Requirement:
Produce the records again in full, exactly as shown below.
Top of Supplied material
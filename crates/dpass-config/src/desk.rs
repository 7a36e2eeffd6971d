use std::net::SocketAddr;

use anyhow::{bail, Context, Result};
use dpass_schemas::{GateLayout, DEFAULT_GATES_PER_CATEGORY, MAX_GATES_PER_CATEGORY};
use serde_json::Value;

/// Every pointer [`DeskConfig::from_config_json`] reads.
pub const CONSUMED_POINTERS: &[&str] = &[
    "/layout/palace_gates",
    "/layout/torchlight_gates",
    "/daemon/addr",
    "/daemon/bus_capacity",
];

const DEFAULT_ADDR: &str = "127.0.0.1:8898";
const DEFAULT_BUS_CAPACITY: u64 = 256;

/// Typed settings for the desk and its daemon.
#[derive(Debug, Clone, PartialEq, Eq)]
pub struct DeskConfig {
    pub layout: GateLayout,
    pub daemon_addr: SocketAddr,
    /// Buffered view updates per SSE subscriber.
    pub bus_capacity: usize,
}

impl Default for DeskConfig {
    fn default() -> Self {
        Self {
            layout: GateLayout::default(),
            daemon_addr: SocketAddr::from(([127, 0, 0, 1], 8898)),
            bus_capacity: DEFAULT_BUS_CAPACITY as usize,
        }
    }
}

impl DeskConfig {
    /// Read settings from merged config JSON. Missing keys take defaults;
    /// present keys of the wrong type or out of range are errors.
    pub fn from_config_json(v: &Value) -> Result<Self> {
        let palace = read_slots(v, "/layout/palace_gates")?;
        let torchlight = read_slots(v, "/layout/torchlight_gates")?;

        let addr_raw = read_str(v, "/daemon/addr")?.unwrap_or(DEFAULT_ADDR);
        let daemon_addr: SocketAddr = addr_raw
            .parse()
            .with_context(|| format!("CONFIG_INVALID /daemon/addr: not a socket address: {addr_raw}"))?;

        let bus_capacity = read_u64(v, "/daemon/bus_capacity")?.unwrap_or(DEFAULT_BUS_CAPACITY);
        if bus_capacity == 0 {
            bail!("CONFIG_INVALID /daemon/bus_capacity: must be at least 1");
        }

        Ok(Self {
            layout: GateLayout::new(palace, torchlight),
            daemon_addr,
            bus_capacity: usize::try_from(bus_capacity)
                .context("CONFIG_INVALID /daemon/bus_capacity: too large")?,
        })
    }
}

fn read_slots(v: &Value, ptr: &str) -> Result<u16> {
    let n = read_u64(v, ptr)?.unwrap_or(DEFAULT_GATES_PER_CATEGORY as u64);
    if n == 0 || n > MAX_GATES_PER_CATEGORY as u64 {
        bail!("CONFIG_INVALID {ptr}: gate count {n} outside 1..={MAX_GATES_PER_CATEGORY}");
    }
    Ok(n as u16)
}

fn read_u64(v: &Value, ptr: &str) -> Result<Option<u64>> {
    match v.pointer(ptr) {
        None | Some(Value::Null) => Ok(None),
        Some(x) => match x.as_u64() {
            Some(n) => Ok(Some(n)),
            None => bail!("CONFIG_INVALID {ptr}: expected a non-negative integer, got {x}"),
        },
    }
}

fn read_str<'a>(v: &'a Value, ptr: &str) -> Result<Option<&'a str>> {
    match v.pointer(ptr) {
        None | Some(Value::Null) => Ok(None),
        Some(Value::String(s)) => Ok(Some(s.as_str())),
        Some(x) => bail!("CONFIG_INVALID {ptr}: expected a string, got {x}"),
    }
}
Bottom of Supplied material
Written response:
filename crates/dpass-config/src/desk.rs
repository 7a36e2eeffd6971d
use std::net::SocketAddr;

use anyhow::{bail, Context, Result};
use dpass_schemas::{GateLayout, DEFAULT_GATES_PER_CATEGORY, MAX_GATES_PER_CATEGORY};
use serde_json::Value;

/// Every pointer [`DeskConfig::from_config_json`] reads.
pub const CONSUMED_POINTERS: &[&str] = &[
    "/layout/palace_gates",
    "/layout/torchlight_gates",
    "/daemon/addr",
    "/daemon/bus_capacity",
];

const DEFAULT_ADDR: &str = "127.0.0.1:8898";
const DEFAULT_BUS_CAPACITY: u64 = 256;

/// Typed settings for the desk and its daemon.
#[derive(Debug, Clone, PartialEq, Eq)]
pub struct DeskConfig {
    pub layout: GateLayout,
    pub daemon_addr: SocketAddr,
    /// Buffered view updates per SSE subscriber.
    pub bus_capacity: usize,
}

impl Default for DeskConfig {
    fn default() -> Self {
        Self {
            layout: GateLayout::default(),
            daemon_addr: SocketAddr::from(([127, 0, 0, 1], 8898)),
            bus_capacity: DEFAULT_BUS_CAPACITY as usize,
        }
    }
}

impl DeskConfig {
    /// Read settings from merged config JSON. Missing keys take defaults;
    /// present keys of the wrong type or out of range are errors.
    pub fn from_config_json(v: &Value) -> Result<Self> {
        let palace = read_slots(v, "/layout/palace_gates")?;
        let torchlight = read_slots(v, "/layout/torchlight_gates")?;

        let addr_raw = read_str(v, "/daemon/addr")?.unwrap_or(DEFAULT_ADDR);
        let daemon_addr: SocketAddr = addr_raw
            .parse()
            .with_context(|| format!("CONFIG_INVALID /daemon/addr: not a socket address: {addr_raw}"))?;

        let bus_capacity = read_u64(v, "/daemon/bus_capacity")?.unwrap_or(DEFAULT_BUS_CAPACITY);
        if bus_capacity == 0 {
            bail!("CONFIG_INVALID /daemon/bus_capacity: must be at least 1");
        }

        Ok(Self {
            layout: GateLayout::new(palace, torchlight),
            daemon_addr,
            bus_capacity: usize::try_from(bus_capacity)
                .context("CONFIG_INVALID /daemon/bus_capacity: too large")?,
        })
    }
}

fn read_slots(v: &Value, ptr: &str) -> Result<u16> {
    let n = read_u64(v, ptr)?.unwrap_or(DEFAULT_GATES_PER_CATEGORY as u64);
    if n == 0 || n > MAX_GATES_PER_CATEGORY as u64 {
        bail!("CONFIG_INVALID {ptr}: gate count {n} outside 1..={MAX_GATES_PER_CATEGORY}");
    }
    Ok(n as u16)
}

fn read_u64(v: &Value, ptr: &str) -> Result<Option<u64>> {
    match v.pointer(ptr) {
        None | Some(Value::Null) => Ok(None),
        Some(x) => match x.as_u64() {
            Some(n) => Ok(Some(n)),
            None => bail!("CONFIG_INVALID {ptr}: expected a non-negative integer, got {x}"),
        },
    }
}

fn read_str<'a>(v: &'a Value, ptr: &str) -> Result<Option<&'a str>> {
    match v.pointer(ptr) {
        None | Some(Value::Null) => Ok(None),
        Some(Value::String(s)) => Ok(Some(s.as_str())),
        Some(x) => bail!("CONFIG_INVALID {ptr}: expected a string, got {x}"),
    }
}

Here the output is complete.